I’m hoping all the Anonymous” sources are wrong about Bibiand Trump
That Trump is very upset with baby going behind his back with waltz, who was just recently taken out of the position he was in and put in th UN… why not just get rid of them. Apparently waltz and baby were devising a plan to take out Iran’s nuclear capabilities while Trump was negotiating.

Trump is wrong. You can’t negotiate with these Muslims. Bibi is right and I support him.

    mailman in reply to gonzotx. | May 11, 2025 at 2:46 pm

    Ffs G 🙄 Stop wanting shit to be true 😂😂

    JohnSmith100 in reply to gonzotx. | May 11, 2025 at 5:59 pm

    Islam is by it’s nature subversive and brutal. A religion which advocates conversion or death.

    It is time for people to recognize it as a threat to civilization as we know it.

I also appreciate how the Jewish people never leave their soldiers and hostages behind. They’re always working to bring them home.

What is it with the F’g arabs that they steal the dead bodies of their adversaries?
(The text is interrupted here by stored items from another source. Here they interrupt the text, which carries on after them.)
fn add_request(good_id: Uuid, quantity: Decimal) -> AddItemRequest {
    AddItemRequest {
        id: None,
        processed_good_id: good_id,
        quantity,
        unit_price: None,
    }
}

/// Adding an item reduces the balance by exactly the ordered quantity, in
/// both the ledger and the cache.
#[tokio::test]
async fn add_item_deducts_exactly() {
    let app = TestApp::new().await;
    let good = app.seed_good("SKU-P1", dec!(100)).await;
    let order_id = app.create_draft_order("SO-P1").await;

    let item = app
        .services
        .orders
        .add_item(order_id, add_request(good.id, dec!(30)), app.actor())
        .await
        .expect("add_item should succeed");

    assert_eq!(item.quantity, dec!(30));
    assert_eq!(app.ledger_balance(good.id).await, dec!(70));
    assert_eq!(app.cached_available(good.id).await, dec!(70));

    // Total recalculated from items: 30 * 10.00.
    let order = app.order(order_id).await;
    assert_eq!(order.total_amount, dec!(300));
}

/// A quantity change moves the balance by exactly the delta, in both
/// directions.
#[tokio::test]
async fn update_item_adjusts_by_delta() {
    let app = TestApp::new().await;
    let good = app.seed_good("SKU-P2", dec!(100)).await;
    let order_id = app.create_draft_order("SO-P2").await;
    let item = app
        .services
        .orders
        .add_item(order_id, add_request(good.id, dec!(30)), app.actor())
        .await
        .expect("add_item");

    // Increase: 30 -> 45 deducts 15 more.
    app.services
        .orders
        .update_item(
            order_id,
            item.id,
            UpdateItemRequest {
                quantity: Some(dec!(45)),
                ..Default::default()
            },
            app.actor(),
        )
        .await
        .expect("increase");
    assert_eq!(app.ledger_balance(good.id).await, dec!(55));

    // Decrease: 45 -> 20 restores 25.
    app.services
        .orders
        .update_item(
            order_id,
            item.id,
            UpdateItemRequest {
                quantity: Some(dec!(20)),
                ..Default::default()
            },
            app.actor(),
        )
        .await
        .expect("decrease");
    assert_eq!(app.ledger_balance(good.id).await, dec!(80));
    assert_eq!(app.cached_available(good.id).await, dec!(80));

    let order = app.order(order_id).await;
    assert_eq!(order.total_amount, dec!(200));

    // Unchanged quantity writes no movement.
    let movements_before = app.movement_count(good.id).await;
    app.services
        .orders
        .update_item(
            order_id,
            item.id,
            UpdateItemRequest {
                quantity: Some(dec!(20)),
                ..Default::default()
            },
            app.actor(),
        )
        .await
        .expect("no-op update");
    assert_eq!(app.movement_count(good.id).await, movements_before);
}

/// Swapping the good restores the old good in full and deducts the new one.
#[tokio::test]
async fn update_item_good_swap_restores_and_deducts() {
    let app = TestApp::new().await;
    let first = app.seed_good("SKU-SWAP-A", dec!(50)).await;
    let second = app.seed_good("SKU-SWAP-B", dec!(40)).await;
    let order_id = app.create_draft_order("SO-SWAP").await;
    let item = app
        .services
        .orders
        .add_item(order_id, add_request(first.id, dec!(20)), app.actor())
        .await
        .expect("add_item");
    assert_eq!(app.ledger_balance(first.id).await, dec!(30));

    app.services
        .orders
        .update_item(
            order_id,
            item.id,
            UpdateItemRequest {
                processed_good_id: Some(second.id),
                quantity: Some(dec!(15)),
                ..Default::default()
            },
            app.actor(),
        )
        .await
        .expect("good swap");

    assert_eq!(app.ledger_balance(first.id).await, dec!(50));
    assert_eq!(app.ledger_balance(second.id).await, dec!(25));
}
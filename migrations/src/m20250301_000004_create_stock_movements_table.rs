use sea_orm_migration::prelude::*;

#[derive(DeriveMigrationName)]
pub struct Migration;

#[async_trait::async_trait]
impl MigrationTrait for Migration {
    async fn up(&self, manager: &SchemaManager) -> Result<(), DbErr> {
        manager
            .create_table(
                Table::create()
                    .table(StockMovements::Table)
                    .if_not_exists()
                    .col(
                        ColumnDef::new(StockMovements::Id)
                            .uuid()
                            .primary_key()
                            .not_null(),
                    )
                    .col(ColumnDef::new(StockMovements::ItemType).string().not_null())
                    .col(
                        ColumnDef::new(StockMovements::ItemReference)
                            .uuid()
                            .not_null(),
                    )
                    .col(
                        ColumnDef::new(StockMovements::MovementType)
                            .string()
                            .not_null(),
                    )
                    .col(
                        ColumnDef::new(StockMovements::Quantity)
                            .decimal_len(16, 4)
                            .not_null(),
                    )
                    .col(
                        ColumnDef::new(StockMovements::EffectiveDate)
                            .date()
                            .not_null(),
                    )
                    .col(
                        ColumnDef::new(StockMovements::CreatedAt)
                            .timestamp()
                            .not_null(),
                    )
                    .col(ColumnDef::new(StockMovements::ReferenceId).uuid().null())
                    .col(
                        ColumnDef::new(StockMovements::ReferenceType)
                            .string()
                            .null(),
                    )
                    .col(ColumnDef::new(StockMovements::Notes).text().null())
                    .to_owned(),
            )
            .await?;

        // Covering index for the chronological reconstruction scan.
        manager
            .create_index(
                Index::create()
                    .if_not_exists()
                    .name("idx_stock_movements_item_chrono")
                    .table(StockMovements::Table)
                    .col(StockMovements::ItemType)
                    .col(StockMovements::ItemReference)
                    .col(StockMovements::EffectiveDate)
                    .col(StockMovements::CreatedAt)
                    .to_owned(),
            )
            .await
    }

    async fn down(&self, manager: &SchemaManager) -> Result<(), DbErr> {
        manager
            .drop_table(Table::drop().table(StockMovements::Table).to_owned())
            .await
    }
}

#[derive(DeriveIden)]
enum StockMovements {
    Table,
    Id,
    ItemType,
    ItemReference,
    MovementType,
    Quantity,
    EffectiveDate,
    CreatedAt,
    ReferenceId,
    ReferenceType,
    Notes,
}
use async_trait::async_trait;
use chrono::{DateTime, NaiveDate, Utc};
use rust_decimal::Decimal;
use sea_orm::entity::prelude::*;
use sea_orm::{ActiveValue, Set};
use serde::{Deserialize, Serialize};
use strum::{Display, EnumString};
use uuid::Uuid;

/// Which ledger an item belongs to.
#[derive(
    Debug, Clone, Copy, PartialEq, Eq, Serialize, Deserialize, Display, EnumString, strum::EnumIter,
)]
#[strum(serialize_all = "snake_case")]
#[serde(rename_all = "snake_case")]
pub enum StockItemType {
    RawMaterial,
    RecurringProduct,
    ProcessedGood,
}

/// Closed set of inventory event kinds. The sign of a movement is derived
/// from its type and never stored; adding a variant forces the `sign`
/// mapping to be revisited at compile time.
#[derive(
    Debug, Clone, Copy, PartialEq, Eq, Serialize, Deserialize, Display, EnumString, strum::EnumIter,
)]
#[strum(serialize_all = "snake_case")]
#[serde(rename_all = "snake_case")]
pub enum MovementType {
    In,
    Consumption,
    Waste,
    TransferOut,
    TransferIn,
    OrderItemAdded,
    OrderItemDeleted,
}

impl MovementType {
    /// +1 for movements that increase the balance, -1 for those that reduce it.
    pub fn sign(&self) -> i64 {
        match self {
            MovementType::In | MovementType::TransferIn | MovementType::OrderItemDeleted => 1,
            MovementType::Consumption
            | MovementType::Waste
            | MovementType::TransferOut
            | MovementType::OrderItemAdded => -1,
        }
    }
}

/// One immutable inventory event. Rows are only ever inserted; corrections
/// are made with a compensating movement.
#[derive(Clone, Debug, PartialEq, Eq, DeriveEntityModel, Serialize, Deserialize)]
#[sea_orm(table_name = "stock_movements")]
pub struct Model {
    #[sea_orm(primary_key, auto_increment = false)]
    pub id: Uuid,
    pub item_type: String,
    pub item_reference: Uuid,
    pub movement_type: String,
    pub quantity: Decimal,
    pub effective_date: NaiveDate,
    pub created_at: DateTime<Utc>,
    pub reference_id: Option<Uuid>,
    pub reference_type: Option<String>,
    pub notes: Option<String>,
}

impl Model {
    pub fn movement_type(&self) -> Option<MovementType> {
        self.movement_type.parse().ok()
    }

    pub fn item_type(&self) -> Option<StockItemType> {
        self.item_type.parse().ok()
    }

    /// Quantity with the type-derived sign applied.
    pub fn signed_quantity(&self) -> Decimal {
        match self.movement_type() {
            Some(movement_type) => self.quantity * Decimal::from(movement_type.sign()),
            None => Decimal::ZERO,
        }
    }
}

#[derive(Copy, Clone, Debug, EnumIter, DeriveRelation)]
pub enum Relation {}

#[async_trait]
impl ActiveModelBehavior for ActiveModel {
    async fn before_save<C: ConnectionTrait>(self, _db: &C, _insert: bool) -> Result<Self, DbErr>
    where
        C: ConnectionTrait,
    {
        let mut active_model = self;
        if let ActiveValue::NotSet = active_model.created_at {
            active_model.created_at = Set(Utc::now());
        }
        Ok(active_model)
    }
}

#[cfg(test)]
mod tests {
    use super::*;
    use rust_decimal_macros::dec;
    use strum::IntoEnumIterator;

    #[test]
    fn sign_mapping_is_total() {
        for movement_type in MovementType::iter() {
            assert!(matches!(movement_type.sign(), 1 | -1));
        }
    }

    #[test]
    fn movement_types_round_trip_through_storage_strings() {
        for movement_type in MovementType::iter() {
            let stored = movement_type.to_string();
            assert_eq!(stored.parse::<MovementType>().unwrap(), movement_type);
        }
        assert_eq!(MovementType::OrderItemAdded.to_string(), "order_item_added");
    }

    #[test]
    fn signed_quantity_applies_direction() {
        let base = Model {
            id: Uuid::new_v4(),
            item_type: StockItemType::RawMaterial.to_string(),
            item_reference: Uuid::new_v4(),
            movement_type: MovementType::Waste.to_string(),
            quantity: dec!(40),
            effective_date: NaiveDate::from_ymd_opt(2025, 3, 1).unwrap(),
            created_at: Utc::now(),
            reference_id: None,
            reference_type: None,
            notes: None,
        };
        assert_eq!(base.signed_quantity(), dec!(-40));

        let inbound = Model {
            movement_type: MovementType::In.to_string(),
            ..base
        };
        assert_eq!(inbound.signed_quantity(), dec!(40));
    }
}
use async_trait::async_trait;
use chrono::{DateTime, Utc};
use sea_orm::entity::prelude::*;
use sea_orm::{ActiveValue, Set};
use serde::{Deserialize, Serialize};
use strum::{Display, EnumString};
use uuid::Uuid;

#[derive(Debug, Clone, Copy, PartialEq, Eq, Serialize, Deserialize, Display, EnumString)]
#[strum(serialize_all = "snake_case")]
#[serde(rename_all = "snake_case")]
pub enum LockAction {
    Lock,
    Unlock,
}

/// Append-only record of lock and unlock actions on completed orders.
#[derive(Clone, Debug, PartialEq, Eq, DeriveEntityModel, Serialize, Deserialize)]
#[sea_orm(table_name = "order_lock_log")]
pub struct Model {
    #[sea_orm(primary_key, auto_increment = false)]
    pub id: Uuid,
    pub order_id: Uuid,
    pub action: String,
    pub performed_by: Uuid,
    pub performed_at: DateTime<Utc>,
    pub unlock_reason: Option<String>,
}

impl Model {
    pub fn action(&self) -> Option<LockAction> {
        self.action.parse().ok()
    }
}

#[derive(Copy, Clone, Debug, EnumIter, DeriveRelation)]
pub enum Relation {}

#[async_trait]
impl ActiveModelBehavior for ActiveModel {
    async fn before_save<C: ConnectionTrait>(self, _db: &C, _insert: bool) -> Result<Self, DbErr>
    where
        C: ConnectionTrait,
    {
        let mut active_model = self;
        if let ActiveValue::NotSet = active_model.performed_at {
            active_model.performed_at = Set(Utc::now());
        }
        Ok(active_model)
    }
}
Absolutely no humanity at all.

henrybowman | May 11, 2025 at 6:27 pm

“Missing” Israeli soldier

Left unstated but strongly implied is that this soldier was never really missing — the Syrians knew where his body was all along.,

    Milhouse in reply to henrybowman. | May 11, 2025 at 8:29 pm

    Of course they did, but the Israelis didn’t know whether he was alive or dead. Any of the three of them. I remember for years congregations all over the world added a prayer for all three to the standard service, in the hope that they were still being held prisoner somewhere.

    All three were students at the same yeshivah, Kerem Beyavneh, which is popular with American students, so there were a lot of American Jewish communities that felt a personal connection to them.

In case anyone’s confused about his name being variously given as Zvi, Zvika, and Tzvika:

The name צבי, which means “gazelle”, is properly pronounced “Tz’vee”, with the apostrophe representing a schwa sound, so it more or less rhymes with “degree”. But in normal speech the schwa sound is dropped, so it’s pronounced as one syllable, “Tzvee”. That can be spelled in English as “Zvi” or “Tzvi”, depending entirely on one’s whim. “-ka” is a common Israeli suffix that is added to names to form diminutives, like “-y” in English. So his family and friends called him “Tzveeka”, which you can spell in English as Zvika or Tzvika.

    Milhouse in reply to Milhouse. | May 12, 2025 at 3:20 am

    PS: In older English publications (100+ years old) you sometimes find it spelled Zevi or even Zebi.